**Problem to solve:** The expected answer is every line of the material that contains the word "Filter".

** Opening Entries supplied block **

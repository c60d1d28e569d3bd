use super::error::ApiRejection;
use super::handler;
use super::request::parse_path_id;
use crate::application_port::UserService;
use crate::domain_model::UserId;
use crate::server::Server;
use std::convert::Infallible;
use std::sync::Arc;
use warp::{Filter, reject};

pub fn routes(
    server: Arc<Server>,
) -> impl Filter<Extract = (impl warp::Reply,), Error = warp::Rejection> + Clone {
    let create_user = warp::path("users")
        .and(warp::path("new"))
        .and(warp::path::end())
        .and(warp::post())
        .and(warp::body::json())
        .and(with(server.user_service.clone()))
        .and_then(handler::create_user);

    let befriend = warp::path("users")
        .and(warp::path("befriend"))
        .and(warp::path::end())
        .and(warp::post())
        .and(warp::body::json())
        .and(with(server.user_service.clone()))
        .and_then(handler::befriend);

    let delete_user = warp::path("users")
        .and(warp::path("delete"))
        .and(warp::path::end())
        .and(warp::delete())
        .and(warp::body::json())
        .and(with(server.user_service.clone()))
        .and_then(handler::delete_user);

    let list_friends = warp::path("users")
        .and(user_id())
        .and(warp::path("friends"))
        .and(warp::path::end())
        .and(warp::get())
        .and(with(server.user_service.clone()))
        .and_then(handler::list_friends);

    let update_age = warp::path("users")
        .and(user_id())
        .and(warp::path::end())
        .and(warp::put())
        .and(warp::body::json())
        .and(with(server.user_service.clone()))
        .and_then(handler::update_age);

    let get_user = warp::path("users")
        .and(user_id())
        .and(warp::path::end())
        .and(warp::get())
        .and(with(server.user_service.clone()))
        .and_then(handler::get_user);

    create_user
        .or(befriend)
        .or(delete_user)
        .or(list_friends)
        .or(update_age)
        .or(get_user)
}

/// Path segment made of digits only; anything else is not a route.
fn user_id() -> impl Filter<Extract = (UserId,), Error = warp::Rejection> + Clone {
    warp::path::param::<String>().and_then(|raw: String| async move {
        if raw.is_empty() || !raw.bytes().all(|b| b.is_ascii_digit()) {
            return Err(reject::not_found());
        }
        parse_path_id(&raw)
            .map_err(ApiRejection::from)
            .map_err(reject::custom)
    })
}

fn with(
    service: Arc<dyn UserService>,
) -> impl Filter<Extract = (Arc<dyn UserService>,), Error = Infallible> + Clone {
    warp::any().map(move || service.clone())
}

** Closing Entries supplied block **

**Exercise response:**
use warp::{Filter, reject};
) -> impl Filter<Extract = (impl warp::Reply,), Error = warp::Rejection> + Clone {
fn user_id() -> impl Filter<Extract = (UserId,), Error = warp::Rejection> + Clone {
) -> impl Filter<Extract = (Arc<dyn UserService>,), Error = Infallible> + Clone {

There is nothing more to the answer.